• **Brief**
Only these lines of the data below are wanted: the one with "pub fn output_root(&self)", the one with "use crate::format::Format;", and any lines between them, each repeated exactly.

[Data excerpts]
=== Begin Enclosure ===

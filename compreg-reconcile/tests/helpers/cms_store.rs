//! CMS store fixtures
//!
//! A temp-file SQLite shared store plus an output root, both inside one
//! TempDir that must outlive the test.

use compreg_common::config::{OutputPaths, PipelineConfig};
use compreg_common::db::{connect_shared_store, create_shared_schema};
use serde_json::Value;
use sqlx::SqlitePool;
use std::path::{Path, PathBuf};
use tempfile::TempDir;

/// Shared store and output root for one test
pub struct TestWorkspace {
    pub temp_dir: TempDir,
    pub pool: SqlitePool,
}

impl TestWorkspace {
    pub fn root(&self) -> &Path {
        self.temp_dir.path()
    }

    pub fn output_root(&self) -> PathBuf {
        self.temp_dir.path().join("out")
    }
}

/// Fresh shared store with the CMS schema
pub async fn create_test_store() -> TestWorkspace {
    let temp_dir = TempDir::new().unwrap();
    let db_url = format!("sqlite://{}?mode=rwc", temp_dir.path().join("cms.db").display());
    let pool = connect_shared_store(&db_url).await.unwrap();
    create_shared_schema(&pool).await.unwrap();
    TestWorkspace { temp_dir, pool }
}

/// Config whose outputs all live under `root`
pub fn test_config(root: &Path) -> PipelineConfig {
    PipelineConfig {
        paths: OutputPaths::under(root),
        ..PipelineConfig::default()
    }
}

pub async fn insert_shared_tenant(pool: &SqlitePool, id: &str) {
    sqlx::query("INSERT INTO tenants (id, name, isolated) VALUES (?, ?, 0)")
        .bind(id)
        .bind(format!("Tenant {}", id))
        .execute(pool)
        .await
        .unwrap();
}

pub async fn insert_isolated_tenant(
    pool: &SqlitePool,
    id: &str,
    credential_ref: Option<&str>,
    secret: Option<&str>,
) {
    sqlx::query(
        r#"
        INSERT INTO tenants (id, name, isolated, db_host, db_port, db_name, db_user, credential_ref)
        VALUES (?, ?, 1, '127.0.0.1', 5432, ?, 'reader', ?)
        "#,
    )
    .bind(id)
    .bind(format!("Tenant {}", id))
    .bind(format!("{}_cms", id))
    .bind(credential_ref)
    .execute(pool)
    .await
    .unwrap();

    if let (Some(reference), Some(secret)) = (credential_ref, secret) {
        sqlx::query("INSERT INTO tenant_secrets (credential_ref, secret) VALUES (?, ?)")
            .bind(reference)
            .bind(secret)
            .execute(pool)
            .await
            .unwrap();
    }
}

pub async fn insert_layout(pool: &SqlitePool, tenant_id: &str, page_id: &str, layout: &Value) {
    sqlx::query("INSERT INTO page_layouts (tenant_id, page_id, layout) VALUES (?, ?, ?)")
        .bind(tenant_id)
        .bind(page_id)
        .bind(layout.to_string())
        .execute(pool)
        .await
        .unwrap();
}
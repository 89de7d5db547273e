//! The per-chunk backing buffer and the column-name table shared by every
//! row the reader produces.

use std::collections::HashMap;
use std::rc::Rc;

use crate::format::Format;

/// One field's location within a [`RawCSVData`]'s bytes.
#[derive(Copy, Clone, Debug)]
pub(crate) struct FieldEntry {
    pub start: u32,
    pub length: u32,
    pub has_escaped_quote: bool,
}

/// One chunk's bytes plus the field index parsed from them.
///
/// Created per chunk by the parser as a plain, exclusively-owned builder;
/// finalized into this immutable, reference-counted form only once the
/// chunk's parse pass has fully completed (see the crate-level docs on
/// ownership). Every [`crate::Row`]/[`crate::Field`] produced from the chunk
/// clones an `Rc` handle to it, so the buffer is dropped only once the last
/// such handle is.
pub(crate) struct RawCSVData {
    pub bytes: Box<[u8]>,
    pub fields: Vec<FieldEntry>,
    pub format: Rc<Format>,
}

impl RawCSVData {
    #[inline]
    pub fn field_bytes(&self, entry: &FieldEntry) -> &[u8] {
        let start = entry.start as usize;
        let end = start + entry.length as usize;
        &self.bytes[start..end]
    }
}

/// The ordered header names and the name→index map built from the header
/// row, shared by every row the reader subsequently yields.
pub struct ColNames {
    names: Vec<String>,
    index: HashMap<String, usize>,
}

impl ColNames {
    pub(crate) fn new(names: Vec<String>) -> Self {
        let index = names
            .iter()
            .enumerate()
            .map(|(i, name)| (name.clone(), i))
            .collect();
        ColNames { names, index }
    }

    pub(crate) fn empty() -> Self {
        ColNames {
            names: Vec::new(),
            index: HashMap::new(),
        }
    }

    /// The header names, in column order.
    pub fn names(&self) -> &[String] {
        &self.names
    }

    /// Looks up a column's index by name.
    pub fn index_of(&self, name: &str) -> Option<usize> {
        self.index.get(name).copied()
    }

    /// The number of columns in the header.
    pub fn len(&self) -> usize {
        self.names.len()
    }

    /// Whether no header was configured (or the header had no columns).
    pub fn is_empty(&self) -> bool {
        self.names.is_empty()
    }
}
//! Byte-level classification tables driving the parser's dispatch.

/// The closed set of byte classifications the state machine dispatches on.
///
/// `QuoteEscapeQuote` is never stored in a table; it's a state-dependent
/// reclassification of [`ParseFlags::Quote`] applied only while the parser
/// is inside a quoted field (see [`compound_parse_flag`]).
#[derive(Copy, Clone, Eq, PartialEq, Debug)]
pub enum ParseFlags {
    /// An ordinary byte, part of field content.
    NotSpecial,
    /// The configured quote byte.
    Quote,
    /// The first byte of the configured delimiter.
    Delimiter,
    /// `\n` or `\r`.
    Newline,
    /// A quote byte encountered while already inside a quoted field.
    QuoteEscapeQuote,
}

/// A 256-entry byte → [`ParseFlags`] lookup table.
///
/// Only the delimiter's *lead* byte is classified here; when the delimiter
/// spans multiple UTF-8 bytes, the parser confirms the full code point
/// separately (see `compound_parse_flag` in `parser.rs`). A lead-byte match
/// in this table is therefore not, by itself, a definitive delimiter match.
#[derive(Clone)]
pub struct FlagTable([ParseFlags; 256]);

impl FlagTable {
    #[inline]
    pub fn get(&self, byte: u8) -> ParseFlags {
        self.0[byte as usize]
    }
}

/// A 256-entry byte → bool lookup table marking which bytes trim as whitespace.
#[derive(Clone)]
pub struct WhitespaceTable([bool; 256]);

impl WhitespaceTable {
    #[inline]
    pub fn is_whitespace(&self, byte: u8) -> bool {
        self.0[byte as usize]
    }
}

/// Builds the parse-flag table for a given delimiter lead byte and quote byte.
///
/// `\n` and `\r` always classify as [`ParseFlags::Newline`]. When
/// `quote` is `None` (the `no_quote` format option), the quote byte - if any
/// is still supplied for informational purposes - is never installed as
/// [`ParseFlags::Quote`], so it parses as ordinary field content.
pub fn make_parse_flags(delimiter_lead_byte: u8, quote: Option<u8>) -> FlagTable {
    let mut table = [ParseFlags::NotSpecial; 256];
    table[delimiter_lead_byte as usize] = ParseFlags::Delimiter;
    table[b'\n' as usize] = ParseFlags::Newline;
    table[b'\r' as usize] = ParseFlags::Newline;
    if let Some(q) = quote {
        table[q as usize] = ParseFlags::Quote;
    }
    FlagTable(table)
}

/// Builds the whitespace table from a set of single-byte trim characters.
pub fn make_ws_flags(trim_chars: &[u8]) -> WhitespaceTable {
    let mut table = [false; 256];
    for &b in trim_chars {
        table[b as usize] = true;
    }
    WhitespaceTable(table)
}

=== End Enclosure ===

• **Solution to the problem**
    pub fn output_root(&self) -> PathBuf {
        self.temp_dir.path().join("out")
    }
}

/// Fresh shared store with the CMS schema
pub async fn create_test_store() -> TestWorkspace {
    let temp_dir = TempDir::new().unwrap();
    let db_url = format!("sqlite://{}?mode=rwc", temp_dir.path().join("cms.db").display());
    let pool = connect_shared_store(&db_url).await.unwrap();
    create_shared_schema(&pool).await.unwrap();
    TestWorkspace { temp_dir, pool }
}

/// Config whose outputs all live under `root`
pub fn test_config(root: &Path) -> PipelineConfig {
    PipelineConfig {
        paths: OutputPaths::under(root),
        ..PipelineConfig::default()
    }
}

pub async fn insert_shared_tenant(pool: &SqlitePool, id: &str) {
    sqlx::query("INSERT INTO tenants (id, name, isolated) VALUES (?, ?, 0)")
        .bind(id)
        .bind(format!("Tenant {}", id))
        .execute(pool)
        .await
        .unwrap();
}

pub async fn insert_isolated_tenant(
    pool: &SqlitePool,
    id: &str,
    credential_ref: Option<&str>,
    secret: Option<&str>,
) {
    sqlx::query(
        r#"
        INSERT INTO tenants (id, name, isolated, db_host, db_port, db_name, db_user, credential_ref)
        VALUES (?, ?, 1, '127.0.0.1', 5432, ?, 'reader', ?)
        "#,
    )
    .bind(id)
    .bind(format!("Tenant {}", id))
    .bind(format!("{}_cms", id))
    .bind(credential_ref)
    .execute(pool)
    .await
    .unwrap();

    if let (Some(reference), Some(secret)) = (credential_ref, secret) {
        sqlx::query("INSERT INTO tenant_secrets (credential_ref, secret) VALUES (?, ?)")
            .bind(reference)
            .bind(secret)
            .execute(pool)
            .await
            .unwrap();
    }
}

pub async fn insert_layout(pool: &SqlitePool, tenant_id: &str, page_id: &str, layout: &Value) {
    sqlx::query("INSERT INTO page_layouts (tenant_id, page_id, layout) VALUES (?, ?, ?)")
        .bind(tenant_id)
        .bind(page_id)
        .bind(layout.to_string())
        .execute(pool)
        .await
        .unwrap();
}
repository 89de7d5db547273e
//! The per-chunk backing buffer and the column-name table shared by every
//! row the reader produces.

use std::collections::HashMap;
use std::rc::Rc;

use crate::format::Format;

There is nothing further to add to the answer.